Global warming “man-made” says professor
Professor Nigel Weiss, Emeritus Professor in Mathematical Astrophysics at Cambridge, has affirmed the announcement by scientists that global warming is primarily a man-made problem.
Weiss echoes the findings of the Intergovernmental Panel on Climate Change (IPCC), published in Paris on 1 February. The panel stressed that humans are the most likely cause of global warming, emphasising that a concerted and universal effort to reduce emissions is necessary to lessen the risks.
There has been recent support for suggestions that solar activity is a more significant cause than human consumption, and that a fall in solar activity would lead to a cooling that would negate the effect of greenhouse gases. Weiss has rejected this stance.
“Although solar activity has an effect on the climate, these changes are small compared to those associated with global warming,” he said. “Any global cooling associated with a fall in solar activity would not significantly affect the global warming caused by greenhouse gases.”
Solar activity occurs in stars such as our own sun, where sunspots are the site of strong magnetic fields. The number of spots appearing varies cyclically with a period of approximately 11 years, with a boom currently taking place which scientists predict will be followed by a slump. Satellite measurements have shown that solar irradiance decreases by 0.1 per cent from sunspot maximum to sunspot minimum, causing a reduction of about 0.1 degrees Celsius in average global temperature.
Weiss insists that this rate of change is small compared to that which will manifest itself should fossil fuels continue to be burnt at the present rate.

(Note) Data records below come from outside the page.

//! Request/response bridge to a line-oriented IME process.
//!
//! # Protocol
//!
//! One request is one UTF-8 line written to the engine's stdin; the engine
//! answers with exactly one line on stdout. The bridge never pipelines: the
//! session mutex is held from the write until the answer is read, so at most
//! one request is in flight.
//!
//! # Recovery
//!
//! ```text
//! convert(text)
//!       │
//!       ├─► write + flush + read_line
//!       │         │
//!       │         ├─► ok ─────────────────────────────► answer
//!       │         │
//!       │         └─► broken pipe / EOF
//!       │                   │
//!       │                   └─► drop session, launch a new one,
//!       │                       write + flush + read_line once more
//!       │                             │
//!       │                             ├─► ok ───────────► answer
//!       │                             └─► error ────────► ImeError
//!       │
//!       └─► read timeout (if configured) ─► relaunch ───► ImeError::Timeout
//! ```
//!
//! Everything above runs under the session lock, so no caller can observe a
//! half-replaced process.

use std::path::PathBuf;
use std::process::Stdio;
use std::time::Duration;

use tokio::io::{AsyncBufReadExt, AsyncRead, AsyncWrite, AsyncWriteExt, BufReader};
use tokio::process::{Child, Command};
use tokio::sync::Mutex;

use super::ImeError;

const LOG_TARGET: &str = "imebot::ime";

/// Write half of an engine session
pub type EngineInput = Box<dyn AsyncWrite + Send + Unpin>;
/// Read half of an engine session
pub type EngineOutput = Box<dyn AsyncRead + Send + Unpin>;

/// A live engine: its two streams plus the process, if there is one.
pub struct EngineSession {
    input: EngineInput,
    output: BufReader<EngineOutput>,
    /// Kept so the process is killed when the session is dropped
    _child: Option<Child>,
}

impl EngineSession {
    pub fn new(input: EngineInput, output: EngineOutput, child: Option<Child>) -> Self {
        Self {
            input,
            output: BufReader::new(output),
            _child: child,
        }
    }

    async fn write_request(&mut self, request: &[u8]) -> std::io::Result<()> {
        self.input.write_all(request).await?;
        // The engine only answers once it sees the full line
        self.input.flush().await
    }

    /// Read one line; `None` on end of stream.
    async fn read_reply(&mut self) -> std::io::Result<Option<Vec<u8>>> {
        let mut line = Vec::new();
        let n = self.output.read_until(b'\n', &mut line).await?;
        if n == 0 { Ok(None) } else { Ok(Some(line)) }
    }
}

impl std::fmt::Debug for EngineSession {
    fn fmt(&self, f: &mut std::fmt::Formatter<'_>) -> std::fmt::Result {
        f.debug_struct("EngineSession")
            .field("pid", &self._child.as_ref().and_then(Child::id))
            .finish()
    }
}

/// Starts engine sessions. Called once at startup and again after each
/// severed session.
pub trait Launcher: Send + Sync {
    fn launch(&self) -> Result<EngineSession, ImeError>;
}

/// Spawns the engine as a child process with piped stdin/stdout.
#[derive(Debug, Clone)]
pub struct CommandLauncher {
    program: String,
    args: Vec<String>,
    workdir: Option<PathBuf>,
}

impl CommandLauncher {
    pub fn new(program: impl Into<String>) -> Self {
        Self {
            program: program.into(),
            args: Vec::new(),
            workdir: None,
        }
    }

    pub fn args<I, S>(mut self, args: I) -> Self
    where
        I: IntoIterator<Item = S>,
        S: Into<String>,
    {
        self.args = args.into_iter().map(Into::into).collect();
        self
    }

    pub fn workdir(mut self, dir: impl Into<PathBuf>) -> Self {
        self.workdir = Some(dir.into());
        self
    }
}

impl Launcher for CommandLauncher {
    fn launch(&self) -> Result<EngineSession, ImeError> {
        let mut command = Command::new(&self.program);
        command
            .args(&self.args)
            .stdin(Stdio::piped())
            .stdout(Stdio::piped())
            .stderr(Stdio::inherit())
            .kill_on_drop(true);
        if let Some(dir) = &self.workdir {
            command.current_dir(dir);
        }

        let spawn_err = |message: String| ImeError::Spawn {
            program: self.program.clone(),
            message,
        };

        let mut child = command.spawn().map_err(|e| spawn_err(e.to_string()))?;
        let stdin = child
            .stdin
            .take()
            .ok_or_else(|| spawn_err("stdin not captured".to_string()))?;
        let stdout = child
            .stdout
            .take()
            .ok_or_else(|| spawn_err("stdout not captured".to_string()))?;

        log::info!(
            target: LOG_TARGET,
            "Started IME engine {} (pid {:?})",
            self.program,
            child.id()
        );
        Ok(EngineSession::new(
            Box::new(stdin),
            Box::new(stdout),
            Some(child),
        ))
    }
}

/// Outcome of one write/read exchange that did not produce an answer.
enum ExchangeError {
    /// The session is unusable: broken pipe on write, or EOF on read
    Severed(std::io::Error),
    TimedOut,
    Io(std::io::Error),
    Decode(std::string::FromUtf8Error),
}

impl ExchangeError {
    fn from_write(e: std::io::Error) -> Self {
        if e.kind() == std::io::ErrorKind::BrokenPipe {
            ExchangeError::Severed(e)
        } else {
            ExchangeError::Io(e)
        }
    }

    fn into_ime_error(self) -> ImeError {
        match self {
            ExchangeError::Severed(e) => ImeError::Exited(e.to_string()),
            ExchangeError::TimedOut => ImeError::Timeout,
            ExchangeError::Io(e) => ImeError::Io(e),
            ExchangeError::Decode(e) => ImeError::Decode(e),
        }
    }
}

/// Serialized access to one long-lived engine process.
pub struct ImeBridge<L = CommandLauncher> {
    launcher: L,
    /// `None` only after a relaunch failed; the next call tries again
    session: Mutex<Option<EngineSession>>,
    read_timeout: Option<Duration>,
}

impl<L: Launcher> ImeBridge<L> {
    /// Launch the first session. Failing here is a startup error.
    pub fn start(launcher: L) -> Result<Self, ImeError> {
        let session = launcher.launch()?;
        Ok(Self {
            launcher,
            session: Mutex::new(Some(session)),
            read_timeout: None,
        })
    }

    /// Bound the wait for each answer. Expiry discards the session.
    pub fn with_read_timeout(mut self, timeout: Option<Duration>) -> Self {
        self.read_timeout = timeout;
        self
    }

    /// Convert one line of phonetic input. Empty input returns an empty
    /// string without touching the engine.
    pub async fn convert(&self, text: &str) -> Result<String, ImeError> {
        if text.is_empty() {
            return Ok(String::new());
        }
        let request = encode_request(text);

        let mut guard = self.session.lock().await;
        log::debug!(target: LOG_TARGET, "-> {}", text);

        let first = match guard.as_mut() {
            Some(session) => self.exchange(session, &request).await,
            None => Err(ExchangeError::Severed(std::io::Error::new(
                std::io::ErrorKind::NotConnected,
                "no engine session",
            ))),
        };

        let result = match first {
            Ok(reply) => Ok(reply),
            Err(ExchangeError::Severed(e)) => {
                log::warn!(target: LOG_TARGET, "IME engine pipe severed ({}), restarting", e);
                *guard = None;
                let session = guard.insert(self.launcher.launch()?);
                match self.exchange(session, &request).await {
                    Ok(reply) => Ok(reply),
                    Err(e) => {
                        if matches!(e, ExchangeError::TimedOut) {
                            self.relaunch(&mut guard);
                        }
                        Err(e.into_ime_error())
                    }
                }
            }
            Err(ExchangeError::TimedOut) => {
                log::warn!(
                    target: LOG_TARGET,
                    "IME engine did not answer within {:?}, restarting",
                    self.read_timeout
                );
                self.relaunch(&mut guard);
                Err(ImeError::Timeout)
            }
            Err(e) => Err(e.into_ime_error()),
        };

        if let Ok(reply) = &result {
            log::debug!(target: LOG_TARGET, "<- {}", reply);
        }
        result
    }

    /// Replace the session after a timeout; a late answer from the old
    /// process would otherwise pair with the next request.
    fn relaunch(&self, slot: &mut Option<EngineSession>) {
        *slot = None;
        match self.launcher.launch() {
            Ok(session) => *slot = Some(session),
            Err(e) => log::error!(target: LOG_TARGET, "Failed to restart IME engine: {}", e),
        }
    }

    async fn exchange(
        &self,
        session: &mut EngineSession,
        request: &[u8],
    ) -> Result<String, ExchangeError> {
        session
            .write_request(request)
            .await
            .map_err(ExchangeError::from_write)?;

        let read = session.read_reply();
        let line = match self.read_timeout {
            Some(limit) => tokio::time::timeout(limit, read)
                .await
                .map_err(|_| ExchangeError::TimedOut)?,
            None => read.await,
        }
        .map_err(ExchangeError::Io)?
        .ok_or_else(|| {
            ExchangeError::Severed(std::io::Error::new(
                std::io::ErrorKind::UnexpectedEof,
                "engine closed its output",
            ))
        })?;

        let reply = String::from_utf8(line).map_err(ExchangeError::Decode)?;
        Ok(reply.trim_end().to_string())
    }
}

impl<L> std::fmt::Debug for ImeBridge<L> {
    fn fmt(&self, f: &mut std::fmt::Formatter<'_>) -> std::fmt::Result {
        f.debug_struct("ImeBridge")
            .field("read_timeout", &self.read_timeout)
            .finish_non_exhaustive()
    }
}

/// Frame `text` as exactly one protocol line.
fn encode_request(text: &str) -> Vec<u8> {
    let mut line: String = text
        .chars()
        .map(|c| if c == '\n' || c == '\r' { ' ' } else { c })
        .collect();
    line.push('\n');
    line.into_bytes()
}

The IPCC has also reiterated the need for a global reduction. The USA has addressed a memorandum, endorsed by President Bush, to the panel. It advocates “modifying solar radiance” as a more viable solution than a decrease in consumption.
A number of nuclear weapons scientists at the Lawrence Livermore Laboratory in California have put forward the proposal of launching a million tonnes of tiny aluminium balls filled with hydrogen into the atmosphere each year, to act as a barrier against global warming. Sea water and sulphate particles have also been suggested as possible materials, but critics have argued that all of these methods are expensive, dangerous and do nothing to reduce the concentration of carbon dioxide in the atmosphere.
universal effort to reduce emissions is necessary
Weiss affirms that the current situation is of grave concern. Scientists also acknowledge that increased levels of carbon dioxide threaten to acidify oceans, causing severe consequences for the food chain. This counters those who deny the existence of global warming.
This view has been promoted by Channel 4 director Martin Durkin. In The Great Global Warming Swindle, an upcoming documentary to be broadcast on Channel 4, man-made climate change is called “a lie ... the biggest scam of modern times”. He continued, “The truth is that global warming is a multibillion-dollar worldwide industry: created by fanatically anti-industrial environmentalists; supported by scientists peddling scare stories to chase funding; and propped up by complicit politicians and the media ... The fact is that CO2 has no proven link to global temperatures ... solar activity is far more likely to be the culprit.”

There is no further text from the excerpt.